//! # LogWriter: renders events through `tracing`
//!
//! Levels:
//! - `info`: lifecycle (spawn, promote, reload progress, shutdown)
//! - `warn`: abnormal exits, forced kills, aborted reloads, subscriber trouble
//! - `error`: spawn failures, grace exceeded
//!
//! ## Example output (with `tracing_subscriber::fmt`)
//! ```text
//! INFO herd: worker spawned worker=worker-4 pid=4242
//! INFO herd: reload step worker=worker-1 position=1
//! INFO herd: stop requested worker=worker-1 timeout_ms=3000
//! INFO herd: worker exited worker=worker-1 route="drained" code=Some(0) signal=None
//! WARN herd: kill timeout hit, destroying worker=worker-2 timeout_ms=3000
//! WARN herd: reload aborted processed=2 reason="replacement worker-5 exited during alive check (code=Some(1), signal=None)"
//! ```

use async_trait::async_trait;
use tracing::{debug, error, info, warn};

use crate::events::{Event, EventKind};
use crate::subscribers::Subscribe;

/// Event writer subscriber.
#[derive(Default)]
pub struct LogWriter;

impl LogWriter {
    /// Construct a new [`LogWriter`].
    #[must_use]
    pub fn new() -> Self {
        Self
    }
}

#[async_trait]
impl Subscribe for LogWriter {
    async fn on_event(&self, e: &Event) {
        let worker = e.worker.map(|w| w.to_string()).unwrap_or_default();
        let reason = e.reason.as_deref().unwrap_or("");

        match e.kind {
            EventKind::WorkerSpawned => {
                info!(target: "herd", worker = %worker, pid = ?e.pid, "worker spawned");
            }
            EventKind::SpawnFailed => {
                error!(target: "herd", worker = %worker, reason, "spawn failed");
            }
            EventKind::WorkerExited => {
                if e.is_clean_exit() {
                    info!(target: "herd", worker = %worker, route = reason, code = ?e.exit_code, signal = ?e.exit_signal, "worker exited");
                } else {
                    warn!(target: "herd", worker = %worker, route = reason, code = ?e.exit_code, signal = ?e.exit_signal, "worker exited abnormally");
                }
            }
            EventKind::StopRequested => {
                info!(target: "herd", worker = %worker, timeout_ms = ?e.timeout_ms, reason, "stop requested");
            }
            EventKind::KillTimeoutHit => {
                warn!(target: "herd", worker = %worker, timeout_ms = ?e.timeout_ms, "kill timeout hit, destroying");
            }
            EventKind::WorkerPromoted => {
                info!(target: "herd", worker = %worker, "replacement promoted");
            }
            EventKind::ReloadRequested => {
                info!(target: "herd", "reload requested");
            }
            EventKind::ReloadSkipped => {
                info!(target: "herd", "reload already running, trigger skipped");
            }
            EventKind::ReloadQueued => {
                info!(target: "herd", "reload already running, trigger queued");
            }
            EventKind::ReloadStarted => {
                info!(target: "herd", workers = ?e.count, "reload started");
            }
            EventKind::ReloadStep => {
                info!(target: "herd", worker = %worker, position = ?e.count, "reload step");
            }
            EventKind::ReloadCompleted => {
                info!(target: "herd", processed = ?e.count, "reload completed");
            }
            EventKind::ReloadAborted => {
                warn!(target: "herd", processed = ?e.count, reason, "reload aborted");
            }
            EventKind::TopOff => {
                if e.count.unwrap_or(0) > 0 {
                    info!(target: "herd", spawned = ?e.count, "pool topped off");
                } else {
                    debug!(target: "herd", "pool at desired size");
                }
            }
            EventKind::ShutdownRequested => {
                info!(target: "herd", "shutdown requested");
            }
            EventKind::AllStoppedWithin => {
                info!(target: "herd", "all workers stopped within grace");
            }
            EventKind::GraceExceeded => {
                error!(target: "herd", grace_ms = ?e.timeout_ms, stuck = ?e.count, "grace exceeded");
            }
            EventKind::SubscriberOverflow => {
                warn!(target: "herd", reason, "subscriber overflow");
            }
            EventKind::SubscriberPanicked => {
                warn!(target: "herd", reason, "subscriber panicked");
            }
        }
    }

    fn name(&self) -> &'static str {
        "LogWriter"
    }
}
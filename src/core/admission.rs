//! # Reload admission policy
//!
//! At most one rolling reload runs at a time. When another trigger arrives while
//! a session is active, the admission policy decides what to do with it.
//!
//! ## Variants
//! - `DropIfRunning`: **ignore** the trigger (reported as `ReloadSkipped`).
//! - `Queue`: **remember** one pending trigger (reported as `ReloadQueued`); it starts
//!   a new session right after the active one ends. Repeated triggers coalesce.
//!
//! ## Invariants
//! - Reload sessions never overlap.
//! - An in-flight session is never cancelled by a new trigger.

/// Policy controlling reload triggers received during an active reload.
#[derive(Clone, Copy, Debug, PartialEq, Eq, Default)]
pub enum ReloadAdmission {
    /// Skip the trigger if a reload is already running (default).
    ///
    /// Use when:
    /// - The running reload already picks up the new code/config
    /// - Operators tend to send the signal more than once
    #[default]
    DropIfRunning,

    /// Run one more reload after the active one.
    ///
    /// Use when:
    /// - A deploy may land while a previous reload is still rolling
    /// - Every trigger must be followed by a reload that started after it
    Queue,
}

REQUIRED ACTION:
Give the entries again, every one of them exactly.

RESPONSE TO THE EXERCISE:
//! # LogWriter: renders events through `tracing`
//!
//! Levels:
//! - `info`: lifecycle (spawn, promote, reload progress, shutdown)
//! - `warn`: abnormal exits, forced kills, aborted reloads, subscriber trouble
//! - `error`: spawn failures, grace exceeded
//!
//! ## Example output (with `tracing_subscriber::fmt`)
//! ```text
//! INFO herd: worker spawned worker=worker-4 pid=4242
//! INFO herd: reload step worker=worker-1 position=1
//! INFO herd: stop requested worker=worker-1 timeout_ms=3000
//! INFO herd: worker exited worker=worker-1 route="drained" code=Some(0) signal=None
//! WARN herd: kill timeout hit, destroying worker=worker-2 timeout_ms=3000
//! WARN herd: reload aborted processed=2 reason="replacement worker-5 exited during alive check (code=Some(1), signal=None)"
//! ```

use async_trait::async_trait;
use tracing::{debug, error, info, warn};

use crate::events::{Event, EventKind};
use crate::subscribers::Subscribe;

/// Event writer subscriber.
#[derive(Default)]
pub struct LogWriter;

impl LogWriter {
    /// Construct a new [`LogWriter`].
    #[must_use]
    pub fn new() -> Self {
        Self
    }
}

#[async_trait]
impl Subscribe for LogWriter {
    async fn on_event(&self, e: &Event) {
        let worker = e.worker.map(|w| w.to_string()).unwrap_or_default();
        let reason = e.reason.as_deref().unwrap_or("");

        match e.kind {
            EventKind::WorkerSpawned => {
                info!(target: "herd", worker = %worker, pid = ?e.pid, "worker spawned");
            }
            EventKind::SpawnFailed => {
                error!(target: "herd", worker = %worker, reason, "spawn failed");
            }
            EventKind::WorkerExited => {
                if e.is_clean_exit() {
                    info!(target: "herd", worker = %worker, route = reason, code = ?e.exit_code, signal = ?e.exit_signal, "worker exited");
                } else {
                    warn!(target: "herd", worker = %worker, route = reason, code = ?e.exit_code, signal = ?e.exit_signal, "worker exited abnormally");
                }
            }
            EventKind::StopRequested => {
                info!(target: "herd", worker = %worker, timeout_ms = ?e.timeout_ms, reason, "stop requested");
            }
            EventKind::KillTimeoutHit => {
                warn!(target: "herd", worker = %worker, timeout_ms = ?e.timeout_ms, "kill timeout hit, destroying");
            }
            EventKind::WorkerPromoted => {
                info!(target: "herd", worker = %worker, "replacement promoted");
            }
            EventKind::ReloadRequested => {
                info!(target: "herd", "reload requested");
            }
            EventKind::ReloadSkipped => {
                info!(target: "herd", "reload already running, trigger skipped");
            }
            EventKind::ReloadQueued => {
                info!(target: "herd", "reload already running, trigger queued");
            }
            EventKind::ReloadStarted => {
                info!(target: "herd", workers = ?e.count, "reload started");
            }
            EventKind::ReloadStep => {
                info!(target: "herd", worker = %worker, position = ?e.count, "reload step");
            }
            EventKind::ReloadCompleted => {
                info!(target: "herd", processed = ?e.count, "reload completed");
            }
            EventKind::ReloadAborted => {
                warn!(target: "herd", processed = ?e.count, reason, "reload aborted");
            }
            EventKind::TopOff => {
                if e.count.unwrap_or(0) > 0 {
                    info!(target: "herd", spawned = ?e.count, "pool topped off");
                } else {
                    debug!(target: "herd", "pool at desired size");
                }
            }
            EventKind::ShutdownRequested => {
                info!(target: "herd", "shutdown requested");
            }
            EventKind::AllStoppedWithin => {
                info!(target: "herd", "all workers stopped within grace");
            }
            EventKind::GraceExceeded => {
                error!(target: "herd", grace_ms = ?e.timeout_ms, stuck = ?e.count, "grace exceeded");
            }
            EventKind::SubscriberOverflow => {
                warn!(target: "herd", reason, "subscriber overflow");
            }
            EventKind::SubscriberPanicked => {
                warn!(target: "herd", reason, "subscriber panicked");
            }
        }
    }

    fn name(&self) -> &'static str {
        "LogWriter"
    }
}
filename src/core/admission.rs
//! # Reload admission policy
//!
//! At most one rolling reload runs at a time. When another trigger arrives while
//! a session is active, the admission policy decides what to do with it.
//!
//! ## Variants
//! - `DropIfRunning`: **ignore** the trigger (reported as `ReloadSkipped`).
//! - `Queue`: **remember** one pending trigger (reported as `ReloadQueued`); it starts
//!   a new session right after the active one ends. Repeated triggers coalesce.
//!
//! ## Invariants
//! - Reload sessions never overlap.
//! - An in-flight session is never cancelled by a new trigger.

/// Policy controlling reload triggers received during an active reload.
#[derive(Clone, Copy, Debug, PartialEq, Eq, Default)]
pub enum ReloadAdmission {
    /// Skip the trigger if a reload is already running (default).
    ///
    /// Use when:
    /// - The running reload already picks up the new code/config
    /// - Operators tend to send the signal more than once
    #[default]
    DropIfRunning,

    /// Run one more reload after the active one.
    ///
    /// Use when:
    /// - A deploy may land while a previous reload is still rolling
    /// - Every trigger must be followed by a reload that started after it
    Queue,
}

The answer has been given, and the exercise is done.